Wednesday, March 19th, 2025

Opinion: What is the need for a memorial for Manmohan Singh where no one goes?

Once On a trip to Varanasi, a friend suggested visiting the ancestral home of Lal Bahadur Shastri. A house across the Ganges, it served as an unofficial memorial to the second Prime Minister of India. The small one-storey building was entered from a courtyard, where the family had left what remained of Shastri’s room in the state of his/her use. A cot, an open cupboard, a slipper, some books, a pot, Everything was lying as if the former Prime Minister had just come out. A fitting monument to an ordinary man, without any excessive physical or mental burden, who might have preferred to live and die in comfortable obscurity.

So Manmohan Singh would have made a law

What little people know about Manmohan Singh seems to be that this is the memorial he/she would have liked for himself. Certainly, if he/she had even the slightest idea that a controversy might arise over building a memorial after his/her death, he/she would certainly have made a law to ban memorials.

Meanwhile, while Congress and BJP debate the details, let’s think about what kind of memorial would honor the architect of India’s liberalisation. Where should it be built and who should pay for it.

Started from Jawahar Lal Nehru

It started with Nehru. Teen Murti Bhavan was the residence of the first Prime Minister of India. For a long time after his/her death and before the library was built, it was a memorial to him/her. It displayed, among other things, his/her study desk and the poetry of Robert Frost. Nehru was cremated at a large plot in Shanti Van near the Yamuna, which was his/her final resting place.

When his/her successor Shastri died suddenly in Tashkent two years later, the government allowed his/her widow to keep the property on Janpath. he/she was allotted a memorial place at Vijay Ghat, away from Nehru. Years later, the cluster of two houses on Safdarjung Road occupied by Indira Gandhi became the Indira Gandhi Memorial after her death. he/she also got his/her place at the place of power on the banks of the river.

anonymity in public

As memorials to former prime ministers began to be held up as bad examples, more memorials were built: a small memorial to Gulzarilal Nanda in Ahmedabad, and a memorial to Sanjay Gandhi at Vijay Ghat in Delhi. Nearby were Charan Singh’s Kisan Ghat and Rajiv Gandhi’s Veer Bhoomi. Then a series of mausoleums of President Zail Singh, R Venkataraman and others came up at the same place.

This probably made the 245-acre National Memorial site on the banks of the Yamuna the largest area given for monuments in any capital city. It would not be difficult to fit Manmohan into this mix. But like all other places along the river, this will only ensure them a future of public anonymity and insignificance.

Is it possible to find a better way to remember?

How often do tourists visit Shakti Sthal or Vijay Ghat of Delhi? What do they gain from the rectangular abstraction of mausoleums and stone statues? Is it possible to stop this obsessive desire to praise our political leaders by placing large stones on public real estate, and find better ways to remember them?

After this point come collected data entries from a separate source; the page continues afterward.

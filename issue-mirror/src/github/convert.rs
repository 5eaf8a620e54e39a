//! Conversion from wire payloads into typed records.

use super::wire::{WireComment, WireCommit, WireIssue, WireLabel, WireMilestone, WireUser};
use crate::client::ApiError;
use crate::model::{Comment, Commit, Issue, ItemState, Label, Milestone, GHOST_USERNAME};

fn login_or_ghost(user: Option<WireUser>) -> String {
    user.map_or_else(|| GHOST_USERNAME.to_string(), |user| user.login)
}

fn parse_state(kind: &'static str, state: &str) -> Result<ItemState, ApiError> {
    ItemState::parse(state).ok_or_else(|| ApiError::MalformedRecord {
        kind,
        message: format!("unknown state '{state}'"),
    })
}

pub(crate) fn to_milestone(wire: WireMilestone) -> Result<Milestone, ApiError> {
    Ok(Milestone {
        number: wire.number,
        state: parse_state("milestone", &wire.state)?,
        title: wire.title,
        description: wire.description,
        due_on: wire.due_on,
        creator: login_or_ghost(wire.creator),
    })
}

pub(crate) fn to_label(wire: WireLabel) -> Label {
    Label {
        name: wire.name,
        color: wire.color,
    }
}

pub(crate) fn to_issue(wire: WireIssue) -> Result<Issue, ApiError> {
    // Plain issues either omit `pull_request` or carry it with a null url.
    let pull_request = wire
        .pull_request
        .as_ref()
        .and_then(|reference| reference.url.as_ref())
        .is_some();

    Ok(Issue {
        number: wire.number,
        state: parse_state("issue", &wire.state)?,
        title: wire.title,
        body: wire.body.unwrap_or_default(),
        labels: wire.labels.into_iter().map(|label| label.name).collect(),
        assignee: wire.assignee.map(|user| user.login),
        milestone: wire.milestone.map(|milestone| milestone.number),
        author: login_or_ghost(wire.user),
        closed_by: wire.closed_by.map(|user| user.login),
        created_at: wire.created_at,
        closed_at: wire.closed_at,
        pull_request,
    })
}

pub(crate) fn to_comment(wire: WireComment) -> Comment {
    Comment {
        author: login_or_ghost(wire.user),
        body: wire.body.unwrap_or_default(),
        created_at: wire.created_at,
    }
}

pub(crate) fn to_commit(wire: WireCommit) -> Commit {
    Commit {
        sha: wire.sha,
        message: wire.commit.message,
        committer: wire.committer.map(|user| user.login),
    }
}

#[cfg(test)]
mod tests {
    use super::*;
    use chrono::{TimeZone, Utc};
    use serde_json::json;

    fn issue_json() -> serde_json::Value {
        json!({
            "number": 42,
            "title": "Crash on start",
            "body": null,
            "labels": [{"name": "bug", "color": "d73a4a"}],
            "assignee": {"login": "alice"},
            "milestone": {"number": 3},
            "user": {"login": "bob"},
            "state": "closed",
            "closed_by": null,
            "created_at": "2021-01-01T00:00:00Z",
            "closed_at": "2021-02-01T00:00:00Z"
        })
    }

    #[test]
    fn converts_plain_issue_without_pull_request_container() {
        let wire: WireIssue = serde_json::from_value(issue_json()).unwrap();
        let issue = to_issue(wire).unwrap();

        assert_eq!(issue.number, 42);
        assert_eq!(issue.body, "");
        assert_eq!(issue.labels, vec!["bug".to_string()]);
        assert_eq!(issue.assignee.as_deref(), Some("alice"));
        assert_eq!(issue.milestone, Some(3));
        assert_eq!(issue.author, "bob");
        assert_eq!(issue.state, ItemState::Closed);
        assert_eq!(issue.closed_by, None);
        assert!(!issue.is_pull_request());
    }

    #[test]
    fn null_pull_request_url_is_a_plain_issue() {
        let mut value = issue_json();
        value["pull_request"] = json!({"url": null});
        let issue = to_issue(serde_json::from_value(value).unwrap()).unwrap();
        assert!(!issue.is_pull_request());

        let mut value = issue_json();
        value["pull_request"] = json!({"url": "https://api.github.com/repos/o/r/pulls/42"});
        let issue = to_issue(serde_json::from_value(value).unwrap()).unwrap();
        assert!(issue.is_pull_request());
    }

    #[test]
    fn missing_users_become_ghost() {
        let mut value = issue_json();
        value["user"] = serde_json::Value::Null;
        let issue = to_issue(serde_json::from_value(value).unwrap()).unwrap();
        assert_eq!(issue.author, GHOST_USERNAME);

        let comment: WireComment = serde_json::from_value(json!({
            "user": null,
            "body": "hello",
            "created_at": "2021-01-01T00:00:00Z"
        }))
        .unwrap();
        assert_eq!(to_comment(comment).author, GHOST_USERNAME);
    }

    #[test]
    fn converts_milestone_with_due_date() {
        let wire: WireMilestone = serde_json::from_value(json!({
            "number": 4,
            "title": "v2",
            "description": "Second release",
            "due_on": "2021-03-20T07:00:00Z",
            "state": "closed",
            "creator": null
        }))
        .unwrap();
        let milestone = to_milestone(wire).unwrap();

        assert_eq!(
            milestone.due_on,
            Some(Utc.with_ymd_and_hms(2021, 3, 20, 7, 0, 0).unwrap())
        );
        assert_eq!(milestone.state, ItemState::Closed);
        assert_eq!(milestone.creator, GHOST_USERNAME);
        assert_eq!(milestone.description.as_deref(), Some("Second release"));
    }

    #[test]
    fn rejects_unknown_milestone_state() {
        let wire: WireMilestone = serde_json::from_value(json!({
            "number": 1,
            "title": "v1",
            "state": "archived",
            "creator": {"login": "alice"}
        }))
        .unwrap();

        assert!(matches!(
            to_milestone(wire),
            Err(ApiError::MalformedRecord { kind: "milestone", .. })
        ));
    }

    #[test]
    fn converts_commit_with_and_without_committer() {
        let wire: WireCommit = serde_json::from_value(json!({
            "sha": "abc123",
            "commit": {"message": "Fix it"},
            "committer": {"login": "carol"}
        }))
        .unwrap();
        assert_eq!(to_commit(wire).committer.as_deref(), Some("carol"));

        let wire: WireCommit = serde_json::from_value(json!({
            "sha": "def456",
            "commit": {"message": "Fix it again"},
            "committer": null
        }))
        .unwrap();
        assert_eq!(to_commit(wire).committer, None);
    }
}
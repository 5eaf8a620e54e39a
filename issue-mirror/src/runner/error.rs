//! Runner error types.

/// Errors that can occur while running the mirror.
#[derive(Debug, thiserror::Error)]
pub enum RunnerError {
    /// A credential or repository identifier needed to start is absent.
    #[error("Missing required setting '{field}'")]
    MissingCredentials { field: &'static str },

    /// Settings loading errors.
    #[error(transparent)]
    Config(#[from] crate::config::ConfigError),

    /// Mirroring errors.
    #[error(transparent)]
    Mirror(#[from] crate::mirror::MirrorError),

    /// GitHub API client initialization errors.
    #[error(transparent)]
    Octocrab(#[from] octocrab::Error),
}
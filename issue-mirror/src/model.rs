//! Typed records for the entities mirrored between repositories.
//!
//! Everything here is validated at the source boundary (see
//! [`crate::github`]), so the synchronizers never deal with missing keys.

use chrono::{DateTime, SecondsFormat, Utc};
use serde::Serialize;
use std::fmt;

/// Username the source service reports for accounts that no longer exist.
pub const GHOST_USERNAME: &str = "ghost";

/// Label added to every mirrored issue.
pub const MIRROR_LABEL: &str = "mirror";

/// Label added to mirrored issues that were pull requests on the source.
pub const PULL_REQUEST_LABEL: &str = "pull-request";

/// An `owner/name` repository identifier.
#[derive(Debug, Clone, PartialEq, Eq, Hash)]
pub struct RepoId {
    pub owner: String,
    pub name: String,
}

impl RepoId {
    /// Parses `owner/name`. Both parts must be non-empty and there must be
    /// exactly one slash.
    #[must_use]
    pub fn parse(value: &str) -> Option<Self> {
        let (owner, name) = value.trim().split_once('/')?;
        if owner.is_empty() || name.is_empty() || name.contains('/') {
            return None;
        }
        Some(Self {
            owner: owner.to_string(),
            name: name.to_string(),
        })
    }
}

impl fmt::Display for RepoId {
    fn fmt(&self, f: &mut fmt::Formatter<'_>) -> fmt::Result {
        write!(f, "{}/{}", self.owner, self.name)
    }
}

/// Open/closed state shared by milestones and issues.
#[derive(Debug, Clone, Copy, PartialEq, Eq, Serialize)]
#[serde(rename_all = "snake_case")]
pub enum ItemState {
    Open,
    Closed,
}

impl ItemState {
    /// Returns the state as used in API routes and payloads.
    #[must_use]
    pub fn as_str(self) -> &'static str {
        match self {
            Self::Open => "open",
            Self::Closed => "closed",
        }
    }

    /// Parses an API state string.
    #[must_use]
    pub fn parse(value: &str) -> Option<Self> {
        match value {
            "open" => Some(Self::Open),
            "closed" => Some(Self::Closed),
            _ => None,
        }
    }
}

impl fmt::Display for ItemState {
    fn fmt(&self, f: &mut fmt::Formatter<'_>) -> fmt::Result {
        f.write_str(self.as_str())
    }
}

/// A milestone read from the source repository.
#[derive(Debug, Clone, PartialEq)]
pub struct Milestone {
    /// Source-assigned number. Stable, unique, possibly sparse.
    pub number: u64,
    pub title: String,
    pub description: Option<String>,
    pub due_on: Option<DateTime<Utc>>,
    pub state: ItemState,
    /// Login of the creator, or [`GHOST_USERNAME`] if the account is gone.
    pub creator: String,
}

/// Optional fields sent when creating a milestone.
#[derive(Debug, Clone, Default, PartialEq, Serialize)]
pub struct MilestoneOptions {
    #[serde(skip_serializing_if = "Option::is_none")]
    pub description: Option<String>,
    #[serde(skip_serializing_if = "Option::is_none")]
    pub due_on: Option<DateTime<Utc>>,
    #[serde(skip_serializing_if = "Option::is_none")]
    pub state: Option<ItemState>,
}

impl From<&Milestone> for MilestoneOptions {
    fn from(milestone: &Milestone) -> Self {
        Self {
            description: milestone.description.clone(),
            due_on: milestone.due_on,
            state: Some(milestone.state),
        }
    }
}

/// A label read from the source repository.
#[derive(Debug, Clone, PartialEq, Eq)]
pub struct Label {
    pub name: String,
    /// Hex color without the leading `#`.
    pub color: String,
}

/// An issue (or pull request) read from the source repository.
#[derive(Debug, Clone, PartialEq)]
pub struct Issue {
    pub number: u64,
    pub title: String,
    /// Issue body. Provenance text is appended locally before mirroring.
    pub body: String,
    /// Label names in source order.
    pub labels: Vec<String>,
    pub assignee: Option<String>,
    /// Milestone number, if the issue belongs to one.
    pub milestone: Option<u64>,
    pub author: String,
    pub state: ItemState,
    pub closed_by: Option<String>,
    pub created_at: DateTime<Utc>,
    pub closed_at: Option<DateTime<Utc>>,
    /// Whether the issue also exists as a pull request.
    pub pull_request: bool,
}

impl Issue {
    /// Returns true if the issue doubles as a pull request.
    #[must_use]
    pub fn is_pull_request(&self) -> bool {
        self.pull_request
    }

    /// Returns true if the issue is closed on the source.
    #[must_use]
    pub fn is_closed(&self) -> bool {
        self.state == ItemState::Closed
    }

    /// Builds the creation metadata for the mirrored issue.
    #[must_use]
    pub fn meta(&self) -> IssueMeta {
        IssueMeta {
            labels: self.labels.clone(),
            assignee: self.assignee.clone(),
            milestone: self.milestone,
        }
    }
}

/// Metadata sent alongside a new issue's title and body.
///
/// Empty or absent fields are omitted from the request entirely.
#[derive(Debug, Clone, Default, PartialEq, Eq, Serialize)]
pub struct IssueMeta {
    #[serde(skip_serializing_if = "Vec::is_empty")]
    pub labels: Vec<String>,
    #[serde(skip_serializing_if = "Option::is_none")]
    pub assignee: Option<String>,
    #[serde(skip_serializing_if = "Option::is_none")]
    pub milestone: Option<u64>,
}

impl IssueMeta {
    /// Label names joined with commas, or `None` when there are no labels.
    #[must_use]
    pub fn joined_labels(&self) -> Option<String> {
        (!self.labels.is_empty()).then(|| self.labels.join(","))
    }
}

/// A comment on a source issue.
#[derive(Debug, Clone, PartialEq)]
pub struct Comment {
    pub author: String,
    pub body: String,
    pub created_at: DateTime<Utc>,
}

/// A commit belonging to a source pull request.
#[derive(Debug, Clone, PartialEq, Eq)]
pub struct Commit {
    pub sha: String,
    pub message: String,
    pub committer: Option<String>,
}

/// Formats a timestamp the way provenance text shows it.
#[must_use]
pub fn format_timestamp(timestamp: &DateTime<Utc>) -> String {
    timestamp.to_rfc3339_opts(SecondsFormat::Secs, true)
}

The first possibility is to create something useful and in public interest. The Manmohan Singh Memorial Library, like presidential libraries in the US, can be a community institution, where the former Prime Minister can be appropriately remembered for the legislation passed in Parliament or for particular statesmanship actions undertaken by him/her during his/her tenure.

Functioning as both a research center and an attractive memorial, the value of such a place will surely last longer than a desolate statue in an isolated park.

Can take inspiration from the great cemeteries of the West

Another option could be inspiration from the great cemeteries of the West. Père Lachaise in Paris or Arlington in Washington DC. French land, visited by more than 32 lakh people every year. It houses the mausoleums and tombs of some of the greats of literature, music, politics and art such as Oscar Wilde, Balzac, Chopin, Jim Morrison and others.

Similarly, the Washington Cemetery is an elaborate but solemn museum of American political and military leadership – generals, presidents, politicians, and soldiers. Like these two, can we create a single focused space to depict the story of Indian greats in monuments so dense, that it becomes the physical embodiment of those who enriched our lives. Tagore, Gandhi, Rani of Jhansi, MF Hussain, Mother Teresa and others should be given place in this.

Ultimately, the value of a good monument lies in what it represents and reflects, both its private and public aspects. Then how should Manmohan Singh be presented – sitting like Abraham Lincoln on white marble; Or like Gandhi, as an abstract slab of black granite? Or like Shastri, in his/her old family home, where his/her everyday items are put on public display? It is easy to guess which of these options he/she would have preferred.
(Gautam Bhatia is an architect by profession and a resident of Delhi.)